The B.C. Court of Appeal has quashed an effort by Seaspan to overturn an assessment decision that greatly impacts the value of the company’s 16-hectare North Vancouver property for tax purposes.
At issue before the courts was whether an order to clean up the contaminated soil on the industrial site should affect how valuable BC Assessment determines the land to be worth.
The shipbuilding and repair firm purchased the land from pulp and paper producer Domtar in 1965. In 2010, the province’s director of waste management handed down a remediation order for both companies to clean up the contaminated site, which, a court ruling released this month, states would cost an estimated $100 million. About half of that cost has already been incurred by Seaspan and Domtar.
From 2013 to 2019, Seaspan appealed all of its assessments to the province’s Property Assessment Appeal Board, arguing that the costs of implementing the remediation order should be deducted from the tax assessments.
The board agreed and lowered the firm’s assessments for those years. The assessor for the Vancouver Sea to Sky Region and the District of North Vancouver, which would find itself with a large gap in its industrial tax base if the valuation were to be dropped, took the matter to the B.C. Supreme Court.
In 2019, district CAO David Stuart told the North Shore News the municipality had a $10 million liability hanging over its coffers if Seaspan’s and other heavy industrial waterfront property owners’ assessment appeals were successful.
The B.C. Supreme Court sided with the district and the area assessor in 2021, which found that the remediation order actually increases the value of the land because it shields potential purchasers from the liability of the contamination clean-up costs.
Seaspan then brought the case to the B.C. Court of Appeal, arguing the lower court judge had made an error in law.
BC Assessment sets values based on the highest and best use of a land following a hypothetical sale on the open market, taking into account what would be legally permitted on it. While the parties agreed that the environmental contamination itself would be a factor in the hypothetical market value, they disagreed on whether and how province’s order to clean it up should be.
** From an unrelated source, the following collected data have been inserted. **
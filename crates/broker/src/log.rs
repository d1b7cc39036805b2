//! Ordered, replayable topics.
//!
//! [`LogBroker`] is the seam between the change-log machinery and whatever
//! durable log backs it. [`MemoryBroker`] keeps every topic in process and is
//! used by the standalone server and by tests.

use std::{
    collections::{BTreeMap, HashMap, HashSet},
    time::Duration,
};

use parking_lot::{Mutex, MutexGuard};
use snafu::ensure;
use tokio::sync::watch;

use crate::{
    error::{AppendSnafu, InvalidTopicSnafu, Result, TimeoutSnafu, TopicNotFoundSnafu},
    topic::TopicSpec,
};

/// One record as stored in a topic.
#[derive(Debug, Clone, PartialEq, Eq, Default)]
pub struct LogRecord {
    /// Record key, `"<type>/<id>"` for envelopes.
    pub key: String,
    /// Payload. Empty for deletions.
    pub value: Vec<u8>,
    /// Record headers.
    pub headers: BTreeMap<String, Vec<u8>>,
}

impl LogRecord {
    /// Creates a record without headers.
    pub fn new(key: impl Into<String>, value: Vec<u8>) -> Self {
        Self { key: key.into(), value, headers: BTreeMap::new() }
    }

    /// Adds a header, replacing any previous value under `name`.
    #[must_use]
    pub fn with_header(mut self, name: impl Into<String>, value: impl Into<Vec<u8>>) -> Self {
        self.headers.insert(name.into(), value.into());
        self
    }

    /// Returns a header value.
    #[must_use]
    pub fn header(&self, name: &str) -> Option<&[u8]> {
        self.headers.get(name).map(Vec::as_slice)
    }
}

/// A record together with the offset the log assigned to it.
#[derive(Debug, Clone, PartialEq, Eq)]
pub struct LogEntry {
    /// Offset within the topic.
    pub offset: u64,
    /// The stored record.
    pub record: LogRecord,
}

/// A log of single-partition topics with per-group committed offsets.
///
/// Offsets are dense at append time and never reused. Compaction may leave
/// gaps; readers must not assume `offset + 1` exists.
pub trait LogBroker: Send + Sync + 'static {
    /// Creates a topic. Creating an existing topic is a no-op.
    ///
    /// # Errors
    ///
    /// Returns [`BrokerError::InvalidTopic`](crate::BrokerError::InvalidTopic) for
    /// malformed specs.
    fn create_topic(&self, spec: &TopicSpec) -> Result<()>;

    /// Deletes a topic and every offset committed on it.
    ///
    /// # Errors
    ///
    /// Returns [`BrokerError::TopicNotFound`](crate::BrokerError::TopicNotFound) if the
    /// topic does not exist.
    fn delete_topic(&self, topic: &str) -> Result<()>;

    /// Whether `topic` exists.
    fn topic_exists(&self, topic: &str) -> Result<bool>;

    /// Appends a batch atomically: either every record is stored, in order, or
    /// none is. Returns the offset assigned to the first record.
    fn append(&self, topic: &str, records: Vec<LogRecord>) -> Result<u64>;

    /// Reads up to `max` entries starting at `from`.
    fn read(&self, topic: &str, from: u64, max: usize) -> Result<Vec<LogEntry>>;

    /// Offset the next appended record will receive.
    fn end_offset(&self, topic: &str) -> Result<u64>;

    /// Records that `group` has processed everything before `offset`.
    fn commit_offset(&self, group: &str, topic: &str, offset: u64) -> Result<()>;

    /// Next offset `group` should read; 0 when nothing was committed yet.
    fn committed_offset(&self, group: &str, topic: &str) -> Result<u64>;

    /// Watches the end offset of `topic`.
    fn subscribe(&self, topic: &str) -> Result<watch::Receiver<u64>>;
}

struct TopicLog {
    spec: TopicSpec,
    records: BTreeMap<u64, LogRecord>,
    next_offset: u64,
    end: watch::Sender<u64>,
}

impl TopicLog {
    fn new(spec: TopicSpec) -> Self {
        let (end, _) = watch::channel(0);
        Self { spec, records: BTreeMap::new(), next_offset: 0, end }
    }
}

#[derive(Default)]
struct Inner {
    topics: HashMap<String, TopicLog>,
    committed: HashMap<(String, String), u64>,
    failing_appends: usize,
}

impl Inner {
    fn topic(&self, topic: &str) -> Result<&TopicLog> {
        self.topics.get(topic).ok_or_else(|| TopicNotFoundSnafu { topic }.build())
    }

    fn topic_mut(&mut self, topic: &str) -> Result<&mut TopicLog> {
        self.topics.get_mut(topic).ok_or_else(|| TopicNotFoundSnafu { topic }.build())
    }
}

/// In-process [`LogBroker`].
pub struct MemoryBroker {
    inner: Mutex<Inner>,
    operation_timeout: Duration,
}

impl MemoryBroker {
    /// Default bound on lock acquisition.
    pub const DEFAULT_OPERATION_TIMEOUT: Duration = Duration::from_secs(10);

    /// Creates an empty broker.
    #[must_use]
    pub fn new() -> Self {
        Self::with_operation_timeout(Self::DEFAULT_OPERATION_TIMEOUT)
    }

    /// Creates an empty broker whose calls give up after `operation_timeout`.
    #[must_use]
    pub fn with_operation_timeout(operation_timeout: Duration) -> Self {
        Self { inner: Mutex::new(Inner::default()), operation_timeout }
    }

    fn lock(&self, operation: &'static str, topic: &str) -> Result<MutexGuard<'_, Inner>> {
        self.inner.try_lock_for(self.operation_timeout).ok_or_else(|| {
            TimeoutSnafu {
                operation,
                topic,
                timeout_ms: u64::try_from(self.operation_timeout.as_millis()).unwrap_or(u64::MAX),
            }
            .build()
        })
    }

    /// Rejects the next `count` appends as a whole.
    pub fn fail_next_appends(&self, count: usize) {
        self.inner.lock().failing_appends = count;
    }

    /// Topic spec as created.
    pub fn topic_spec(&self, topic: &str) -> Result<TopicSpec> {
        let inner = self.lock("describe", topic)?;
        Ok(inner.topic(topic)?.spec.clone())
    }

    /// Drops every record superseded by a later record with the same key.
    ///
    /// Only topics with a compacting cleanup policy are touched. Surviving
    /// records keep their offsets. Returns the number of dropped records.
    pub fn compact(&self, topic: &str) -> Result<usize> {
        let mut inner = self.lock("compact", topic)?;
        let log = inner.topic_mut(topic)?;
        if !log.spec.cleanup_policy.compacts() {
            return Ok(0);
        }

        let mut seen = HashSet::new();
        let superseded: Vec<u64> = log
            .records
            .iter()
            .rev()
            .filter(|(_, record)| !seen.insert(record.key.clone()))
            .map(|(offset, _)| *offset)
            .collect();
        for offset in &superseded {
            log.records.remove(offset);
        }
        tracing::debug!(topic, dropped = superseded.len(), "compacted topic");
        Ok(superseded.len())
    }
}

impl Default for MemoryBroker {
    fn default() -> Self {
        Self::new()
    }
}

impl std::fmt::Debug for MemoryBroker {
    fn fmt(&self, f: &mut std::fmt::Formatter<'_>) -> std::fmt::Result {
        f.debug_struct("MemoryBroker")
            .field("operation_timeout", &self.operation_timeout)
            .finish_non_exhaustive()
    }
}

impl LogBroker for MemoryBroker {
    fn create_topic(&self, spec: &TopicSpec) -> Result<()> {
        ensure!(
            !spec.name.is_empty(),
            InvalidTopicSnafu { topic: &spec.name, message: "topic name must not be empty" }
        );
        ensure!(
            spec.partitions == 1,
            InvalidTopicSnafu { topic: &spec.name, message: "topics must have exactly one partition" }
        );
        let mut inner = self.lock("create_topic", &spec.name)?;
        if inner.topics.contains_key(&spec.name) {
            return Ok(());
        }
        inner.topics.insert(spec.name.clone(), TopicLog::new(spec.clone()));
        tracing::info!(
            topic = %spec.name,
            replication_factor = spec.replication_factor,
            cleanup_policy = spec.cleanup_policy.as_str(),
            "created topic"
        );
        Ok(())
    }

    fn delete_topic(&self, topic: &str) -> Result<()> {
        let mut inner = self.lock("delete_topic", topic)?;
        ensure!(inner.topics.remove(topic).is_some(), TopicNotFoundSnafu { topic });
        inner.committed.retain(|(_, t), _| t != topic);
        tracing::info!(topic, "deleted topic");
        Ok(())
    }

    fn topic_exists(&self, topic: &str) -> Result<bool> {
        Ok(self.lock("describe", topic)?.topics.contains_key(topic))
    }

    fn append(&self, topic: &str, records: Vec<LogRecord>) -> Result<u64> {
        let mut inner = self.lock("append", topic)?;
        if inner.failing_appends > 0 {
            inner.failing_appends -= 1;
            return AppendSnafu { topic, message: "injected failure" }.fail();
        }
        let log = inner.topic_mut(topic)?;
        ensure!(
            records.iter().all(|record| !record.key.is_empty()),
            AppendSnafu { topic, message: "record key must not be empty" }
        );

        let first = log.next_offset;
        for record in records {
            log.records.insert(log.next_offset, record);
            log.next_offset += 1;
        }
        if log.next_offset != first {
            log.end.send_replace(log.next_offset);
        }
        Ok(first)
    }

    fn read(&self, topic: &str, from: u64, max: usize) -> Result<Vec<LogEntry>> {
        let inner = self.lock("read", topic)?;
        Ok(inner
            .topic(topic)?
            .records
            .range(from..)
            .take(max)
            .map(|(offset, record)| LogEntry { offset: *offset, record: record.clone() })
            .collect())
    }

    fn end_offset(&self, topic: &str) -> Result<u64> {
        Ok(self.lock("end_offset", topic)?.topic(topic)?.next_offset)
    }

    fn commit_offset(&self, group: &str, topic: &str, offset: u64) -> Result<()> {
        let mut inner = self.lock("commit_offset", topic)?;
        inner.topic(topic)?;
        inner.committed.insert((group.to_string(), topic.to_string()), offset);
        Ok(())
    }

    fn committed_offset(&self, group: &str, topic: &str) -> Result<u64> {
        let inner = self.lock("committed_offset", topic)?;
        inner.topic(topic)?;
        Ok(inner.committed.get(&(group.to_string(), topic.to_string())).copied().unwrap_or(0))
    }

    fn subscribe(&self, topic: &str) -> Result<watch::Receiver<u64>> {
        Ok(self.lock("subscribe", topic)?.topic(topic)?.end.subscribe())
    }
}

#[cfg(test)]
#[allow(clippy::unwrap_used, clippy::expect_used, clippy::disallowed_methods)]
mod tests {
    use ironvault_types::HasErrorCode;

    use super::*;
    use crate::{BrokerError, topic::CleanupPolicy};

    fn broker_with(topic: &str) -> MemoryBroker {
        let broker = MemoryBroker::new();
        broker.create_topic(&TopicSpec::new(topic, 1)).expect("create");
        broker
    }

    fn record(key: &str, value: &str) -> LogRecord {
        LogRecord::new(key, value.as_bytes().to_vec())
    }

    #[test]
    fn test_append_assigns_dense_offsets() {
        let broker = broker_with("t");
        assert_eq!(broker.append("t", vec![record("a/1", "x"), record("a/2", "y")]).unwrap(), 0);
        assert_eq!(broker.append("t", vec![record("a/3", "z")]).unwrap(), 2);
        assert_eq!(broker.end_offset("t").unwrap(), 3);

        let entries = broker.read("t", 1, 10).unwrap();
        let offsets: Vec<u64> = entries.iter().map(|e| e.offset).collect();
        assert_eq!(offsets, vec![1, 2]);
        assert_eq!(entries[0].record.key, "a/2");
    }

    #[test]
    fn test_read_respects_max() {
        let broker = broker_with("t");
        broker.append("t", (0..5).map(|i| record(&format!("a/{i}"), "v")).collect()).unwrap();
        assert_eq!(broker.read("t", 0, 2).unwrap().len(), 2);
        assert!(broker.read("t", 5, 10).unwrap().is_empty());
    }

    #[test]
    fn test_create_topic_is_idempotent() {
        let broker = broker_with("t");
        broker.append("t", vec![record("a/1", "x")]).unwrap();
        broker.create_topic(&TopicSpec::new("t", 1)).unwrap();
        assert_eq!(broker.end_offset("t").unwrap(), 1);
    }

    #[test]
    fn test_unknown_topic() {
        let broker = MemoryBroker::new();
        let err = broker.append("missing", vec![record("a/1", "x")]).unwrap_err();
        assert!(matches!(err, BrokerError::TopicNotFound { .. }));
        assert!(!broker.topic_exists("missing").unwrap());
    }

    #[test]
    fn test_batch_with_empty_key_is_rejected_whole() {
        let broker = broker_with("t");
        let err = broker.append("t", vec![record("a/1", "x"), record("", "y")]).unwrap_err();
        assert!(matches!(err, BrokerError::Append { .. }));
        assert_eq!(broker.end_offset("t").unwrap(), 0);
    }

    #[test]
    fn test_injected_append_failures() {
        let broker = broker_with("t");
        broker.fail_next_appends(1);
        let err = broker.append("t", vec![record("a/1", "x")]).unwrap_err();
        assert!(err.is_retryable());
        broker.append("t", vec![record("a/1", "x")]).unwrap();
        assert_eq!(broker.end_offset("t").unwrap(), 1);
    }

    #[test]
    fn test_committed_offsets_per_group() {
        let broker = broker_with("t");
        assert_eq!(broker.committed_offset("g1", "t").unwrap(), 0);
        broker.commit_offset("g1", "t", 4).unwrap();
        assert_eq!(broker.committed_offset("g1", "t").unwrap(), 4);
        assert_eq!(broker.committed_offset("g2", "t").unwrap(), 0);
    }

    #[test]
    fn test_delete_topic_drops_offsets() {
        let broker = broker_with("t");
        broker.commit_offset("g", "t", 3).unwrap();
        broker.delete_topic("t").unwrap();
        assert!(broker.delete_topic("t").is_err());
        broker.create_topic(&TopicSpec::new("t", 1)).unwrap();
        assert_eq!(broker.committed_offset("g", "t").unwrap(), 0);
    }

    #[test]
    fn test_subscribe_tracks_end_offset() {
        let broker = broker_with("t");
        let mut rx = broker.subscribe("t").unwrap();
        assert_eq!(*rx.borrow_and_update(), 0);
        broker.append("t", vec![record("a/1", "x")]).unwrap();
        assert!(rx.has_changed().unwrap());
        assert_eq!(*rx.borrow_and_update(), 1);
    }

    #[test]
    fn test_compaction_keeps_latest_per_key() {
        let broker = MemoryBroker::new();
        let spec = TopicSpec { cleanup_policy: CleanupPolicy::Compact, ..TopicSpec::new("c", 1) };
        broker.create_topic(&spec).unwrap();
        broker
            .append("c", vec![record("g/1", "0"), record("g/2", "0"), record("g/1", "1")])
            .unwrap();

        assert_eq!(broker.compact("c").unwrap(), 1);
        let entries = broker.read("c", 0, 10).unwrap();
        let kept: Vec<(u64, &str)> = entries.iter().map(|e| (e.offset, e.record.key.as_str())).collect();
        assert_eq!(kept, vec![(1, "g/2"), (2, "g/1")]);
        assert_eq!(broker.end_offset("c").unwrap(), 3);
    }

    #[test]
    fn test_compaction_ignores_delete_policy() {
        let broker = broker_with("t");
        broker.append("t", vec![record("g/1", "0"), record("g/1", "1")]).unwrap();
        assert_eq!(broker.compact("t").unwrap(), 0);
        assert_eq!(broker.read("t", 0, 10).unwrap().len(), 2);
    }

    #[test]
    fn test_lock_timeout() {
        let broker = MemoryBroker::with_operation_timeout(Duration::from_millis(10));
        broker.create_topic(&TopicSpec::new("t", 1)).unwrap();
        let _held = broker.inner.lock();
        let err = broker.end_offset("t").unwrap_err();
        assert!(matches!(err, BrokerError::Timeout { operation: "end_offset", .. }));
    }

    #[test]
    fn test_rejects_multi_partition_spec() {
        let broker = MemoryBroker::new();
        let spec = TopicSpec { partitions: 3, ..TopicSpec::new("t", 1) };
        assert!(matches!(broker.create_topic(&spec), Err(BrokerError::InvalidTopic { .. })));
    }
}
“It follows that a critical distinction must be drawn between whether a restriction on the use of land attaches to the owner’s interest or to the land itself,” Justice David Harris acknowledged in a unanimous decision for the court.
Viewed from the perspective of a hypothetical buyer of the land, the remediation order is a benefit as, under the Environmental Management Act, there are “corresponding legal obligations that can relieve potential purchasers of the obligations to pay for the known costs of remediation, by imposing them on others,” Harris wrote.
“A named party cannot avoid liability under the order by selling or abandoning the contaminated site. Liability continues, even if the property is sold and resold many times after the order is issued,” he wrote.
The assessment board’s failure to recognize that was “a clear error,” Harris noted.
“Importantly, Seaspan’s status, and facts peculiar to it as the actual owner of the property, are not to be considered in the assessment of the market value of the property. Specifically, Seaspan’s status as a responsible party with obligations under the remediation order is irrelevant to the valuation of the fee simple interest,” Harris found.
Seaspan also attempted to argue that the lower court chambers judge’s decision was outside his jurisdiction, which the court of appeal also rejected.
Editor's note: This story has been amended to correct a misspelled name.